Is this still a missing feature? I wish dedicated device manufacturers like Zebra and Honeywell wouldnt claim that Intune is supported when basic functionality like direct LoB apk installation is not supported. Requiring Managed Play for app distribution is not a viable alternative.
This feature is still lacking.
Several other 3rd party MDM providers allow apk sideloading via dedicated or device owner management.
Microsoft Intune is forced to use Private Google Play store, but not all app providers support it.

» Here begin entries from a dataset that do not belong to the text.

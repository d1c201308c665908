use crate::cli::commands::open_session;
use crate::cli::parser::{Commands, ListFilter};
use crate::config::Config;
use crate::errors::AppResult;
use crate::models::event_id::normalize_id;
use crate::models::review::format_counts;
use crate::ui::messages::info;
use crate::utils::colors::{GREEN, GREY, RESET, YELLOW, color_for_direction, colorize_optional};
use crate::utils::table::{Column, Table};

pub fn handle(cmd: &Commands, cfg: &Config) -> AppResult<()> {
    if let Commands::List { filter } = cmd {
        let session = open_session(cfg)?;
        let snapshot = session.snapshot();
        let decisions = session.decisions()?;
        let counts = session.store().all_counts()?;

        let mut table = Table::new(vec![
            Column::new("ID"),
            Column::new("TIMESTAMP"),
            Column::new("STATUS"),
            Column::new("SPECIES"),
            Column::new("DIR"),
            Column::new("COUNTS"),
            Column::new("VIDEO"),
        ]);

        let mut shown = 0;
        for m in &snapshot.matched {
            let decision = decisions.get(&normalize_id(m.id()));
            let reviewed = decision.is_some_and(|d| d.is_reviewed());

            let keep = match filter {
                ListFilter::All => true,
                ListFilter::Unreviewed => !reviewed,
                ListFilter::Reviewed => reviewed,
                ListFilter::Missing => !m.has_video(),
            };
            if !keep {
                continue;
            }

            let status = match decision {
                Some(d) if d.false_trigger => format!("{YELLOW}false trigger{RESET}"),
                Some(d) if d.is_reviewed() => format!("{GREEN}reviewed{RESET}"),
                _ => format!("{GREY}--{RESET}"),
            };
            let species = decision.map(|d| d.species_str()).unwrap_or("");
            let direction = decision.map(|d| d.direction.as_str()).unwrap_or("");
            let tally = counts
                .get(&normalize_id(m.id()))
                .map(format_counts)
                .unwrap_or_default();
            let video = if m.has_video() {
                m.video_path()
            } else {
                format!("{GREY}missing{RESET}")
            };

            table.add_row(vec![
                m.id().to_string(),
                m.event.timestamp_str(),
                status,
                colorize_optional(species),
                format!("{}{}{RESET}", color_for_direction(direction), direction),
                colorize_optional(&tally),
                video,
            ]);
            shown += 1;
        }

        if shown == 0 {
            info("No events match the selected filter.");
            return Ok(());
        }

        print!("{}", table.render());
        println!();
        info(format!("{shown} of {} event(s) shown.", snapshot.matched.len()));
    }
    Ok(())
}
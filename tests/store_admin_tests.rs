mod common;
use common::{SCENARIO_LOG, TestProject};
use predicates::prelude::*;

#[test]
fn init_creates_the_store_in_test_mode() {
    let p = TestProject::new(SCENARIO_LOG);
    p.cmd()
        .arg("init")
        .assert()
        .success()
        .stdout(predicate::str::contains("Test mode"))
        .stdout(predicate::str::contains("counter.log"));

    assert!(p.root().join("fishcounter.sqlite").exists());
    assert!(!p.out("conf").join("fishreview.conf").exists());
}

#[test]
fn db_info_and_check() {
    let p = TestProject::new(SCENARIO_LOG);
    p.cmd().args(["review", "1001", "-s", "Coho"]).assert().success();

    p.cmd()
        .args(["db", "--info", "--check"])
        .assert()
        .success()
        .stdout(predicate::str::contains("Decisions:"))
        .stdout(predicate::str::contains("Integrity check passed"));
}

#[test]
fn log_print_shows_reviews_and_exports() {
    let p = TestProject::new(SCENARIO_LOG);
    p.cmd().args(["review", "1002", "-s", "Coho"]).assert().success();

    let out = p.out("r.csv");
    p.cmd()
        .args(["export", "--force", "--file"])
        .arg(&out)
        .assert()
        .success();

    p.cmd()
        .args(["log", "--print"])
        .assert()
        .success()
        .stdout(predicate::str::contains("review"))
        .stdout(predicate::str::contains("export"))
        .stdout(predicate::str::contains("migration_applied"));
}

#[test]
fn backup_writes_a_copy() {
    let p = TestProject::new(SCENARIO_LOG);
    p.cmd().args(["review", "1002", "-s", "Coho"]).assert().success();

    let dest = p.out("backups").join("store.sqlite");
    p.cmd()
        .args(["backup", "--file"])
        .arg(&dest)
        .assert()
        .success()
        .stdout(predicate::str::contains("Backup created"));
    assert!(dest.exists());

    p.cmd()
        .args(["backup", "--compress", "--force", "--file"])
        .arg(&dest)
        .assert()
        .success();
    assert!(p.out("backups").join("store.zip").exists());
}

#[test]
fn custom_db_path_is_used() {
    let p = TestProject::new(SCENARIO_LOG);
    let db = p.out("elsewhere.sqlite");
    p.cmd()
        .arg("--db")
        .arg(&db)
        .args(["review", "1001", "-s", "Coho"])
        .assert()
        .success();
    assert!(db.exists());
    assert!(!p.root().join("fishcounter.sqlite").exists());
}
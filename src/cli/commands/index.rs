use crate::cli::commands::{print_diagnostics, report_reconcile};
use crate::cli::parser::Commands;
use crate::config::Config;
use crate::core::session::{ReviewSession, SessionConfig};
use crate::errors::AppResult;
use crate::ui::messages::{header, success};
use crate::utils::colors::{CYAN, RESET};

pub fn handle(cmd: &Commands, cfg: &Config) -> AppResult<()> {
    if let Commands::Index = cmd {
        let (session, report) = ReviewSession::open(SessionConfig::from_config(cfg)?)?;
        let snapshot = session.snapshot();
        let d = &snapshot.diagnostics;

        header("Index");
        println!("{CYAN}• Log file:{RESET}      {}", snapshot.log_path.display());
        if let Some(stamp) = &d.folder_stamp {
            println!("{CYAN}• Folder stamp:{RESET}  {stamp}");
        }
        println!("{CYAN}• Events:{RESET}        {}", d.events_parsed);
        println!(
            "{CYAN}• Videos:{RESET}        {} in {}",
            d.videos_indexed,
            session.config().video_index_root.display()
        );
        println!(
            "{CYAN}• Matched:{RESET}       {} ({} without video)",
            d.videos_matched,
            d.events_parsed.saturating_sub(d.videos_matched)
        );
        println!();

        print_diagnostics(d);
        report_reconcile(&report);

        session.store().log(
            "index",
            &snapshot.log_path.to_string_lossy(),
            &format!(
                "{} events, {} videos, {} matched, {} warnings, {} orphaned",
                d.events_parsed,
                d.videos_indexed,
                d.videos_matched,
                d.warnings.len(),
                report.total_orphaned
            ),
        );

        success(format!(
            "Indexed {} event(s) and {} video(s).",
            d.events_parsed, d.videos_indexed
        ));
    }
    Ok(())
}
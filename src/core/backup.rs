use crate::db::store::ReviewStore;
use crate::errors::{AppError, AppResult};
use crate::export::ensure_writable;
use crate::ui::messages::{success, warning};
use std::fs;
use std::io;
use std::path::{Path, PathBuf};
use zip::ZipWriter;
use zip::write::FileOptions;

pub struct BackupLogic;

impl BackupLogic {
    /// Consistent copy of the review store at `dest` (optionally zipped).
    /// Returns the path of the final backup file.
    pub fn backup(
        store: &ReviewStore,
        dest: &Path,
        compress: bool,
        force: bool,
    ) -> AppResult<PathBuf> {
        // 1️⃣ Ensure destination folder exists
        if let Some(parent) = dest.parent()
            && !parent.as_os_str().is_empty()
        {
            fs::create_dir_all(parent)?;
        }

        // 2️⃣ Existing file → ask confirmation
        ensure_writable(dest, force)?;
        if dest.exists() {
            fs::remove_file(dest)?;
        }

        // 3️⃣ Copy database (VACUUM INTO is safe while the store is open in WAL mode)
        let dest_str = dest.to_string_lossy().to_string();
        store
            .conn()
            .execute("VACUUM INTO ?1", [&dest_str])
            .map_err(|e| AppError::Other(format!("backup to {dest_str} failed: {e}")))?;
        success(format!("Backup created: {}", dest.display()));

        // 4️⃣ Optional compression
        let final_path = if compress {
            let compressed = compress_backup(dest)?;

            if let Err(e) = fs::remove_file(dest) {
                warning(format!("Failed to remove uncompressed backup: {e}"));
            }

            compressed
        } else {
            dest.to_path_buf()
        };

        // 5️⃣ Log in DB
        store.log(
            "backup",
            &final_path.to_string_lossy(),
            if compress {
                "Backup created and compressed"
            } else {
                "Backup created"
            },
        );

        Ok(final_path)
    }
}

/// Compress a backup using .zip
fn compress_backup(path: &Path) -> AppResult<PathBuf> {
    let zip_path = path.with_extension("zip");
    let file = fs::File::create(&zip_path)?;
    let mut zip = ZipWriter::new(file);

    let options: FileOptions<'_, ()> =
        FileOptions::default().compression_method(zip::CompressionMethod::Deflated);

    let entry = path
        .file_name()
        .map(|n| n.to_string_lossy().to_string())
        .unwrap_or_else(|| "fishcounter.sqlite".to_string());

    let mut f = fs::File::open(path)?;
    zip.start_file(entry, options).map_err(io::Error::other)?;

    io::copy(&mut f, &mut zip)?;
    zip.finish().map_err(io::Error::other)?;

    success(format!("📦 Compressed: {}", zip_path.display()));

    Ok(zip_path)
}
use crate::cli::commands::open_store;
use crate::cli::parser::Cli;
use crate::config::Config;
use crate::core::parser::find_log_file;
use crate::errors::{AppError, AppResult};
use crate::ui::messages::{info, success, warning};
use std::path::{self, Path};

/// Handle the `init` command
///
/// This initializes:
///  - the configuration file (skipped in test mode)
///  - the project's review store
///  - all pending store migrations
pub fn handle(cli: &Cli, cfg: &Config) -> AppResult<()> {
    let project = cfg.project_root()?;
    if !project.is_dir() {
        return Err(AppError::Config(format!(
            "project folder not found: {}",
            project.display()
        )));
    }

    //
    // 1️⃣ CONFIGURATION
    //
    let path = Config::config_file();
    if cli.test {
        info("Test mode: configuration file not written.");
    } else {
        let mut saved = cfg.clone();
        saved.project_root = Some(absolute_str(&project)?);
        if let Some(v) = &cfg.video_index_root {
            saved.video_index_root = Some(absolute_str(Path::new(v))?);
        }
        if let Some(l) = &cfg.video_library_root {
            saved.video_library_root = Some(absolute_str(Path::new(l))?);
        }
        saved.save_to(&path)?;
        success(format!("Config file : {}", path.display()));
    }

    //
    // 2️⃣ STORE (tables + migrations)
    //
    let store = open_store(cfg)?;
    success(format!("Review store: {}", store.path().display()));

    //
    // 3️⃣ LOG FILE (not required yet)
    //
    match find_log_file(&project) {
        Ok(log) => info(format!("Log file    : {}", log.display())),
        Err(e) => warning(e),
    }

    store.log(
        "init",
        &project.to_string_lossy(),
        &format!("Store initialized at {}", store.path().display()),
    );

    success("fishreview initialization completed!");
    Ok(())
}

fn absolute_str(p: &Path) -> AppResult<String> {
    Ok(path::absolute(p)?.to_string_lossy().to_string())
}
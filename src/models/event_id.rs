//! Event id helpers.
//!
//! The event id is the only join key between log rows, video files and review
//! decisions. Counter exports and clip names do not always agree on zero
//! padding, so ids are compared in a normalised form.

use std::cmp::Ordering;

/// Normalised join key: all-digit ids lose their leading zeros, anything else
/// is only trimmed.
pub fn normalize_id(id: &str) -> String {
    let cleaned = id.trim();
    if !cleaned.is_empty() && cleaned.bytes().all(|b| b.is_ascii_digit()) {
        let stripped = cleaned.trim_start_matches('0');
        if stripped.is_empty() {
            "0".to_string()
        } else {
            stripped.to_string()
        }
    } else {
        cleaned.to_string()
    }
}

/// Order ids numerically when both are numeric; numeric ids sort before
/// non-numeric ones, which compare lexically.
pub fn compare_ids(a: &str, b: &str) -> Ordering {
    let na = normalize_id(a);
    let nb = normalize_id(b);
    let a_num = na.bytes().all(|c| c.is_ascii_digit()) && !na.is_empty();
    let b_num = nb.bytes().all(|c| c.is_ascii_digit()) && !nb.is_empty();

    match (a_num, b_num) {
        // same digits, no leading zeros: longer is larger
        (true, true) => na.len().cmp(&nb.len()).then_with(|| na.cmp(&nb)),
        (true, false) => Ordering::Less,
        (false, true) => Ordering::Greater,
        (false, false) => na.cmp(&nb),
    }
    .then_with(|| a.cmp(b))
}

#[cfg(test)]
mod tests {
    use super::*;

    #[test]
    fn strips_leading_zeros_from_numeric_ids() {
        assert_eq!(normalize_id("0042"), "42");
        assert_eq!(normalize_id(" 1001 "), "1001");
        assert_eq!(normalize_id("000"), "0");
        assert_eq!(normalize_id("A007"), "A007");
    }

    #[test]
    fn numeric_ids_compare_by_value() {
        assert_eq!(compare_ids("9", "10"), Ordering::Less);
        assert_eq!(compare_ids("100", "99"), Ordering::Greater);
        assert_eq!(compare_ids("12", "abc"), Ordering::Less);
        assert_eq!(compare_ids("abc", "abd"), Ordering::Less);
    }

    #[test]
    fn padded_ids_still_have_a_total_order() {
        assert_eq!(compare_ids("007", "7"), Ordering::Less);
        assert_eq!(compare_ids("7", "7"), Ordering::Equal);
    }
}
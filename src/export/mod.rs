// src/export/mod.rs

mod fs_utils;
mod json_csv;
pub mod logic;

pub use fs_utils::{ensure_writable, write_atomic};
pub use logic::ExportLogic;

use crate::ui::messages::success;
use clap::ValueEnum;
use std::path::Path;

/// Shared completion message for every export.
pub(crate) fn notify_export_success(label: &str, rows: usize, path: &Path) {
    success(format!(
        "{label} export completed: {rows} row(s) → {}",
        path.display()
    ));
}

#[derive(Clone, Copy, Debug, PartialEq, Eq, ValueEnum)]
pub enum ExportFormat {
    Csv,
    Json,
}

impl ExportFormat {
    pub fn as_str(&self) -> &'static str {
        match self {
            ExportFormat::Csv => "csv",
            ExportFormat::Json => "json",
        }
    }
}
use crate::cli::commands::open_session;
use crate::cli::commands::show::print_event;
use crate::cli::parser::Commands;
use crate::config::Config;
use crate::core::tally::{Tally, parse_count_spec};
use crate::errors::AppResult;
use crate::models::direction::Direction;
use crate::models::review::ReviewUpdate;
use crate::ui::messages::{info, success};

pub fn handle(cmd: &Commands, cfg: &Config) -> AppResult<()> {
    if let Commands::Review {
        id,
        species,
        direction,
        notes,
        counts,
        false_trigger,
    } = cmd
    {
        // Validate everything before touching the store
        let update = ReviewUpdate {
            species: species.clone(),
            direction: direction.as_deref().map(Direction::parse).transpose()?,
            notes: notes.clone(),
            false_trigger: *false_trigger,
        };

        let mut tally = Tally::default();
        for spec in counts {
            let (sp, dir, n) = parse_count_spec(spec)?;
            tally.add_n(&sp, dir, n)?;
        }

        if update.is_empty() && counts.is_empty() {
            info("No fields given: the event is only marked as reviewed.");
        }

        let mut session = open_session(cfg)?;

        if counts.is_empty() {
            session.review(id, &update)?;
        } else {
            session.save(id, &update, tally.counts())?;
        }

        success(format!("Event {id} saved."));
        print_event(&session, id)?;
    }
    Ok(())
}
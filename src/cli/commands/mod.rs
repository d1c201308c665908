pub mod backup;
pub mod config;
pub mod db;
pub mod export;
pub mod index;
pub mod init;
pub mod list;
pub mod log;
pub mod next;
pub mod orphans;
pub mod review;
pub mod session;
pub mod show;
pub mod summary;

use crate::config::Config;
use crate::core::session::{ReviewSession, SessionConfig};
use crate::db::store::{ReconcileReport, ReviewStore};
use crate::errors::AppResult;
use crate::models::diagnostics::Diagnostics;
use crate::ui::messages::{info, warning};

/// Index the project, open its store and report anything worth knowing
/// (warnings, newly orphaned reviews) in one line each.
pub(crate) fn open_session(cfg: &Config) -> AppResult<ReviewSession> {
    let (session, report) = ReviewSession::open(SessionConfig::from_config(cfg)?)?;
    report_reconcile(&report);

    let snapshot = session.snapshot();
    if !snapshot.diagnostics.is_clean() {
        warning(format!(
            "{} warning(s) while indexing; run `fishreview index` for details.",
            snapshot.diagnostics.warnings.len()
        ));
    }

    Ok(session)
}

/// Store only, for commands that do not need the log or the clips.
pub(crate) fn open_store(cfg: &Config) -> AppResult<ReviewStore> {
    ReviewStore::open(&cfg.database_path()?)
}

pub(crate) fn report_reconcile(report: &ReconcileReport) {
    if !report.orphaned.is_empty() {
        warning(format!(
            "{} stored review(s) no longer match an event in the log: {}",
            report.orphaned.len(),
            report.orphaned.join(", ")
        ));
    }
    if !report.restored.is_empty() {
        info(format!(
            "{} previously orphaned review(s) matched again: {}",
            report.restored.len(),
            report.restored.join(", ")
        ));
    }
}

/// Every collected warning, grouped by kind.
pub(crate) fn print_diagnostics(d: &Diagnostics) {
    if d.is_clean() {
        return;
    }
    for kind in ["parse", "duplicate", "video-name", "walk"] {
        let n = d.count(kind);
        if n == 0 {
            continue;
        }
        warning(format!("{n} {kind} warning(s):"));
        for w in d.warnings.iter().filter(|w| w.kind() == kind) {
            println!("    {w}");
        }
    }
}
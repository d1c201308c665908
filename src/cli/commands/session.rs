use crate::cli::commands::show::print_event;
use crate::cli::commands::{open_session, print_diagnostics, report_reconcile};
use crate::cli::parser::Commands;
use crate::config::Config;
use crate::core::session::{ReviewSession, spawn_snapshot};
use crate::core::tally::Tally;
use crate::errors::{AppError, AppResult};
use crate::models::direction::Direction;
use crate::models::review::ReviewUpdate;
use crate::ui::messages::{error, info, success, warning};
use std::io::{self, BufRead, Write};

const HELP: &str = "\
Commands:
  1u, 2d, 3x        add one fish of category 1/2/3 going up / down / stay
  a <species> <dir> [n]
                    add n fish (species name or category number)
  u | undo          remove the last fish added
  c | clear         remove every fish of this event
  sp <species>      set the event species (sp - to clear)
  d <dir>           set the event direction (up, down, stay/x, unset)
  note <text>       set the notes (note - to clear)
  f                 toggle false trigger
  w | save          save and go to the next unreviewed event
  n | next, p | prev, s | skip, g <id>
                    move without saving
  r | reindex       re-read the log and the video folder
  show, sum, h | ?, q | quit";

pub fn handle(cmd: &Commands, cfg: &Config) -> AppResult<()> {
    if let Commands::Session { start } = cmd {
        let mut session = open_session(cfg)?;
        let stdin = io::stdin();
        run(
            &mut session,
            &cfg.categories,
            stdin.lock(),
            start.as_deref(),
        )?;
    }
    Ok(())
}

#[derive(Debug, Clone, PartialEq, Eq)]
enum Action {
    Add {
        species: String,
        direction: Direction,
        n: u32,
    },
    Undo,
    Clear,
    Species(String),
    Direction(Direction),
    Note(String),
    FalseTrigger,
    Save,
    Next,
    Prev,
    Skip,
    Goto(String),
    Reindex,
    Show,
    Summary,
    Help,
    Quit,
}

/// Category by 1-based number, or the text itself.
fn species_arg(arg: &str, categories: &[String]) -> Result<String, String> {
    if let Ok(n) = arg.parse::<usize>() {
        return categories
            .get(n.wrapping_sub(1))
            .cloned()
            .ok_or_else(|| format!("no category {n} (1..={})", categories.len()));
    }
    Ok(arg.to_string())
}

fn parse_action(line: &str, categories: &[String]) -> Result<Action, String> {
    let line = line.trim();
    let (word, rest) = match line.split_once(char::is_whitespace) {
        Some((w, r)) => (w, r.trim()),
        None => (line, ""),
    };

    let action = match word.to_ascii_lowercase().as_str() {
        "u" | "undo" => Action::Undo,
        "c" | "clear" => Action::Clear,
        "f" => Action::FalseTrigger,
        "w" | "save" => Action::Save,
        "n" | "next" => Action::Next,
        "p" | "prev" | "back" => Action::Prev,
        "s" | "skip" => Action::Skip,
        "r" | "reindex" => Action::Reindex,
        "show" => Action::Show,
        "sum" | "summary" => Action::Summary,
        "h" | "?" | "help" => Action::Help,
        "q" | "quit" | "exit" => Action::Quit,
        "g" | "goto" if !rest.is_empty() => Action::Goto(rest.to_string()),
        "sp" | "species" if !rest.is_empty() => {
            let s = if rest == "-" { "" } else { rest };
            Action::Species(species_arg(s, categories)?)
        }
        "d" | "dir" if !rest.is_empty() => {
            Action::Direction(Direction::parse(rest).map_err(|e| e.to_string())?)
        }
        "note" => Action::Note(if rest == "-" { String::new() } else { rest.to_string() }),
        "a" | "add" => {
            let mut tokens: Vec<&str> = rest.split_whitespace().collect();
            let n = match tokens.last().map(|t| t.parse::<u32>()) {
                Some(Ok(n)) if tokens.len() > 2 => {
                    tokens.pop();
                    n
                }
                _ => 1,
            };
            let dir = tokens.pop().ok_or("usage: a <species> <dir> [n]")?;
            let direction = Direction::parse(dir).map_err(|e| e.to_string())?;
            if tokens.is_empty() || !direction.is_set() || n == 0 {
                return Err("usage: a <species> <up|down|stay> [n]".to_string());
            }
            Action::Add {
                species: species_arg(&tokens.join(" "), categories)?,
                direction,
                n,
            }
        }
        // shortcut: <category number><u|d|x>
        w if w.is_ascii() && w.len() >= 2 && w[..w.len() - 1].chars().all(|c| c.is_ascii_digit()) => {
            let (num, dir) = w.split_at(w.len() - 1);
            let direction = Direction::parse(dir).map_err(|e| e.to_string())?;
            if !direction.is_set() {
                return Err(format!("unknown command '{line}'"));
            }
            Action::Add {
                species: species_arg(num, categories)?,
                direction,
                n: 1,
            }
        }
        _ => return Err(format!("unknown command '{line}' (h for help)")),
    };

    Ok(action)
}

/// Edits for the event on screen; nothing is stored before `save`.
struct Pending {
    id: Option<String>,
    tally: Tally,
    update: ReviewUpdate,
    dirty: bool,
}

impl Pending {
    fn open(session: &ReviewSession, id: Option<String>) -> AppResult<Self> {
        let tally = match &id {
            Some(id) => Tally::from_counts(session.counts(id)?),
            None => Tally::default(),
        };
        Ok(Self {
            id,
            tally,
            update: ReviewUpdate::default(),
            dirty: false,
        })
    }

    fn print(&self, session: &ReviewSession, categories: &[String]) -> AppResult<()> {
        let Some(id) = &self.id else {
            success("All events reviewed.");
            return Ok(());
        };
        println!();
        print_event(session, id)?;
        println!("  tally     : {}", self.tally.format());
        let menu: Vec<String> = categories
            .iter()
            .enumerate()
            .map(|(i, c)| format!("{}={c}", i + 1))
            .collect();
        println!("  categories: {}", menu.join("  "));
        Ok(())
    }
}

fn run<R: BufRead>(
    session: &mut ReviewSession,
    categories: &[String],
    input: R,
    start: Option<&str>,
) -> AppResult<()> {
    let first = match start {
        Some(id) => {
            session
                .find(id)
                .ok_or_else(|| AppError::UnknownEvent(id.to_string()))?;
            Some(id.to_string())
        }
        None => session
            .next_unreviewed(None)?
            .or_else(|| session.snapshot().matched.first().map(|m| m.id().to_string())),
    };

    let mut pending = Pending::open(session, first)?;
    if pending.id.is_none() {
        info("The log has no events.");
        return Ok(());
    }
    info("Type h for help.");
    pending.print(session, categories)?;

    let mut lines = input.lines();
    loop {
        print!("[{}] > ", pending.id.as_deref().unwrap_or("-"));
        io::stdout().flush().ok();

        let Some(line) = lines.next() else {
            println!();
            break;
        };
        let line = line?;
        if line.trim().is_empty() {
            continue;
        }

        let action = match parse_action(&line, categories) {
            Ok(a) => a,
            Err(msg) => {
                warning(msg);
                continue;
            }
        };

        match apply(session, categories, &mut pending, action) {
            Ok(true) => {}
            Ok(false) => break,
            // a failed save keeps the pending edits so it can be retried
            Err(e) => error(e),
        }
    }

    if pending.dirty {
        warning("Unsaved changes discarded.");
    }
    Ok(())
}

/// Returns `false` when the session should end.
fn apply(
    session: &mut ReviewSession,
    categories: &[String],
    pending: &mut Pending,
    action: Action,
) -> AppResult<bool> {
    let current = pending.id.clone();

    match action {
        Action::Add {
            species,
            direction,
            n,
        } => {
            pending.tally.add_n(&species, direction, n)?;
            pending.dirty = true;
            println!("  tally     : {}", pending.tally.format());
        }
        Action::Undo => {
            match pending.tally.undo() {
                Some((sp, dir)) => {
                    pending.dirty = true;
                    info(format!("Removed one {sp} {}", dir.short()));
                }
                None => info("Nothing to undo."),
            }
            println!("  tally     : {}", pending.tally.format());
        }
        Action::Clear => {
            pending.tally.clear();
            pending.dirty = true;
            println!("  tally     : {}", pending.tally.format());
        }
        Action::Species(s) => {
            pending.update.species = Some(s);
            pending.dirty = true;
        }
        Action::Direction(d) => {
            pending.update.direction = Some(d);
            pending.dirty = true;
        }
        Action::Note(n) => {
            pending.update.notes = Some(n);
            pending.dirty = true;
        }
        Action::FalseTrigger => {
            let now = match pending.update.false_trigger {
                Some(v) => v,
                None => match &current {
                    Some(id) => session.decision(id)?.is_some_and(|d| d.false_trigger),
                    None => false,
                },
            };
            pending.update.false_trigger = Some(!now);
            pending.dirty = true;
            info(format!("False trigger: {}", if now { "off" } else { "on" }));
        }
        Action::Save => {
            let Some(id) = current else {
                return Ok(true);
            };
            session.save(&id, &pending.update, pending.tally.counts())?;
            success(format!("Event {id} saved: {}", pending.tally.format()));
            let next = session.next_unreviewed(Some(&id))?;
            *pending = Pending::open(session, next)?;
            pending.print(session, categories)?;
        }
        Action::Next | Action::Prev | Action::Skip | Action::Goto(_) => {
            let target = match (&action, &current) {
                (Action::Next, Some(id)) => session.next(id).map(|m| m.id().to_string()),
                (Action::Prev, Some(id)) => session.previous(id).map(|m| m.id().to_string()),
                (Action::Skip, _) => session.next_unreviewed(current.as_deref())?,
                (Action::Goto(id), _) => session.find(id).map(|m| m.id().to_string()),
                _ => None,
            };
            let Some(target) = target else {
                info("No event there.");
                return Ok(true);
            };
            if pending.dirty {
                warning("Unsaved changes discarded.");
            }
            *pending = Pending::open(session, Some(target))?;
            pending.print(session, categories)?;
        }
        Action::Reindex => {
            info("Re-indexing...");
            let handle = spawn_snapshot(session.config().clone());
            let built = handle
                .join()
                .map_err(|_| AppError::Other("indexing thread panicked".into()))?;

            match built.and_then(|snapshot| session.install(snapshot)) {
                Ok(report) => {
                    let snapshot = session.snapshot();
                    print_diagnostics(&snapshot.diagnostics);
                    report_reconcile(&report);
                    success(format!(
                        "Indexed {} event(s), {} video(s).",
                        snapshot.diagnostics.events_parsed, snapshot.diagnostics.videos_indexed
                    ));
                    if current.as_deref().is_some_and(|id| session.find(id).is_none()) {
                        warning("Current event is gone from the log.");
                        let next = session.next_unreviewed(None)?;
                        *pending = Pending::open(session, next)?;
                        pending.print(session, categories)?;
                    }
                }
                Err(e) => warning(format!("Re-index failed, previous index kept: {e}")),
            }
        }
        Action::Show => pending.print(session, categories)?,
        Action::Summary => {
            let s = session.summary()?;
            info(format!(
                "{} reviewed, {} remaining, {} with video, {} orphaned",
                s.reviewed, s.remaining, s.with_video, s.orphaned
            ));
        }
        Action::Help => println!("{HELP}"),
        Action::Quit => return Ok(false),
    }

    Ok(true)
}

iFrame doesn't work for apps that are not allowed in the google play store or have already had the package name suspended. It would be helpful if a sideloading method was available to store the apk elsewhere, but install via google play? Or use company portal to inject apps? I'm not sure, but google's policies are a barrier to using the manage google play store. Outside of the richer configuration set, the device admin enrollment method is working great for our purposes, though we know we will lose the ability to enroll and push apps to our tablets post Android 10.
When will the other opions be available in the Managed playstore iframe
Dominique Ruest commented
Updates of managed google play kiosk app aren't getting deployed to devices running the kiosk app which is very problematic. Allowing LOB apps to run in kiosk mode would fix this issue. Or am I missing something to get a private managed google play app updates deployed to my devices currently running the app in kiosk mode?
This needs to be implemented. Now.
We have devices going out unmanaged due to this....
Scott Peters commented
Please add the new iFrame features https://developers.google.com/android/work/play/emm-api/managed-play-iframe
Jan-Tore Steen Olsen commented
I took this function for granted when setting up some of our devices, however quickly noticed it never getting deployed. Even worse, when we went and manually sideloaded the apps it automatically decides to uninstall them. How is not even being able to whitelist sideloaded apps a thing? What's the point of having Kiosk modes if it doesn't even have these functions.
This is a must, Given that Android Q will not allow for the Company Portal Enrollment method, so All Intune Enrollment after Q can only be Android Enterprise. We must have the ability to install our own LOB apps, regardless of if they are in the Google Store or not.
Richard Barr commented
Seams crazy not to be able to setup a Kiosk with a LOB app.
I was shocked to find out that Intune doesnt support direct installation of LOB apps and only supports Managed Google Play distribution. We might as well just use Google's free sample management suite with the sample DPC as the base AE management APIs are all Intune seems to support anyway. It's even more shocking to find out that Intune's DPC then removes LOB apps that are installed using alternative means! Completely worthless for COSU deployments of AEDO devices until we can get LOB apps and file delivery.
We have a LOB Kiosk app for our client that we are unable to publish in the google console due to perceived conflicts with googles policies. Being able to push apps to an android enterprise device outside of google play would be extremely helpful in providing us the management tools of android enterprise with the use of our critical LOB apps. Company portal perhaps?